++++ Study material

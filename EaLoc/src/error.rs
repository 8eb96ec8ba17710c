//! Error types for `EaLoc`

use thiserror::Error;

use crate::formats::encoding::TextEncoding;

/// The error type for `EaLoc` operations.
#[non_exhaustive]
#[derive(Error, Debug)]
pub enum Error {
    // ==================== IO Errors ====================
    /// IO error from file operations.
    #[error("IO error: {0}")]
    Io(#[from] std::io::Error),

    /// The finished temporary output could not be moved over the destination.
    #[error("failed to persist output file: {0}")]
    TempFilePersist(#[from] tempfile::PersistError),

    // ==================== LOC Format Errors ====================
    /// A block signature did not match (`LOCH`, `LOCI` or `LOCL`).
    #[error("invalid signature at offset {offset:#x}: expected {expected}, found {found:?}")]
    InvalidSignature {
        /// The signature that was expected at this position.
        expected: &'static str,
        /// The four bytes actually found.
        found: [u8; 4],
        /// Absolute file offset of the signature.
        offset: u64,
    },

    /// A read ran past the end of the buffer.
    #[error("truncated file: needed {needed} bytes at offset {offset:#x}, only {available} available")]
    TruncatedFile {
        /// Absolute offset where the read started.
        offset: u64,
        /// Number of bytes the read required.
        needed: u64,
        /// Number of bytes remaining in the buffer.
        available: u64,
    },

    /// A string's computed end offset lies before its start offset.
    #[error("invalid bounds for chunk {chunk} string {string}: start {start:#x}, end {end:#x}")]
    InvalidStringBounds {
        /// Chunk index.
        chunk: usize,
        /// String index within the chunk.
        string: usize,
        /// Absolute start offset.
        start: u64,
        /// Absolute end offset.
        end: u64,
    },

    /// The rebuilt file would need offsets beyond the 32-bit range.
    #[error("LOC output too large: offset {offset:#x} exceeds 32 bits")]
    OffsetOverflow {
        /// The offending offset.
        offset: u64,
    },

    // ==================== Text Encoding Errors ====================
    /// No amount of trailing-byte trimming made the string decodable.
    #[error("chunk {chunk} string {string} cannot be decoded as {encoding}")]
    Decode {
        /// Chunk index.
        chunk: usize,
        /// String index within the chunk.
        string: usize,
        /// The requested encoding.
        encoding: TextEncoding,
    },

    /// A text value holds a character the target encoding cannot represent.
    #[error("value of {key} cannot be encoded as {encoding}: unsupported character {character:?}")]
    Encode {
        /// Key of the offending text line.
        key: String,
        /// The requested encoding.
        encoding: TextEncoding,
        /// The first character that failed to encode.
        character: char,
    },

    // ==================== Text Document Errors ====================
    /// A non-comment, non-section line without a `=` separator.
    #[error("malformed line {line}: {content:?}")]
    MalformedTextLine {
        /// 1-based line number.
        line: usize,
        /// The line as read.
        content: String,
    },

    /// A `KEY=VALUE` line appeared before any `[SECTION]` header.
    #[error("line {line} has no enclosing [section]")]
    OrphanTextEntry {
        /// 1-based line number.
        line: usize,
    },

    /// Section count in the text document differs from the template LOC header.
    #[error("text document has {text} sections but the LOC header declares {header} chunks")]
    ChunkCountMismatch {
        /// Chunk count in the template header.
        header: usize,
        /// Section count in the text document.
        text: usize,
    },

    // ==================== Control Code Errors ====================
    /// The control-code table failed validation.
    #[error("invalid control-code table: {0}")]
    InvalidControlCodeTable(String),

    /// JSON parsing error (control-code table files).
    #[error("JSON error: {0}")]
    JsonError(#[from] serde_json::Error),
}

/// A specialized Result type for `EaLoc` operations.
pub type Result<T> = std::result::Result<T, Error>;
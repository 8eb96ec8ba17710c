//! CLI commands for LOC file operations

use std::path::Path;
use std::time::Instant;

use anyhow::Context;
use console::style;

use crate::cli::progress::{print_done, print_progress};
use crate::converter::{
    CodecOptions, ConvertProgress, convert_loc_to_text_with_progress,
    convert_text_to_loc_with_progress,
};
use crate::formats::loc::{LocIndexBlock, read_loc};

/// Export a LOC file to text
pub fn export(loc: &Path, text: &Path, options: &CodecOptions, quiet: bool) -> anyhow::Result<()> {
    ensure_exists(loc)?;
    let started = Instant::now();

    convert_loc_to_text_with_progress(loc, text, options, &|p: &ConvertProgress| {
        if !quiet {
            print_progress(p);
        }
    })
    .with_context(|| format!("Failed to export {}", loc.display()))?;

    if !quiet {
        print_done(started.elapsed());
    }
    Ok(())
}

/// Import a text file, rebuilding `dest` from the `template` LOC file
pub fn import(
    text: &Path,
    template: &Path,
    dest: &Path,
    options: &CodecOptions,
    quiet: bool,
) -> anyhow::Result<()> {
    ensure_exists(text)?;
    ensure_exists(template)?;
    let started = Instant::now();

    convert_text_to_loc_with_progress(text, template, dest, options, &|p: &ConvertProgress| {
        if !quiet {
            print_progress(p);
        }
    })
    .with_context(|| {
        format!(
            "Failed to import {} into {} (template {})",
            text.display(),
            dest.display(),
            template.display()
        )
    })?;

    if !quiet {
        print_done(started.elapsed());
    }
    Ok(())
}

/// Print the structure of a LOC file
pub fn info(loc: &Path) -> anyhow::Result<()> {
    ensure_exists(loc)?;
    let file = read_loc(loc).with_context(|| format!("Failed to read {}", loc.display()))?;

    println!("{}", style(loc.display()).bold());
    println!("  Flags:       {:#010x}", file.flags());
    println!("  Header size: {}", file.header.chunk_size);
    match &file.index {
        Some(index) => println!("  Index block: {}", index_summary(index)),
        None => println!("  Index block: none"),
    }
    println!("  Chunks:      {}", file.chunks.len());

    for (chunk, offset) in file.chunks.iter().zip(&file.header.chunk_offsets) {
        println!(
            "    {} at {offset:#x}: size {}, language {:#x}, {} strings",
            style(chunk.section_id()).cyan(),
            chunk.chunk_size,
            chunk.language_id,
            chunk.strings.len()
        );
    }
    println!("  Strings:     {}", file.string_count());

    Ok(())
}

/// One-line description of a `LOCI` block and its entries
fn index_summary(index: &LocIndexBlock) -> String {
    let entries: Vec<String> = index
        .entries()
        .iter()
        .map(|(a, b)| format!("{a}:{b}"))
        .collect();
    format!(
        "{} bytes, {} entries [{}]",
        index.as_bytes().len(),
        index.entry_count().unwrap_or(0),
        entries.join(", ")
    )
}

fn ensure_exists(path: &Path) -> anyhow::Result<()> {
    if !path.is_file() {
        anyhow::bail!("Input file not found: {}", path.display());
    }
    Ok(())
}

++++++++

For each line above that contains the word "LocIndexBlock", copy that line.

use crate::formats::loc::{LocIndexBlock, read_loc};
fn index_summary(index: &LocIndexBlock) -> String {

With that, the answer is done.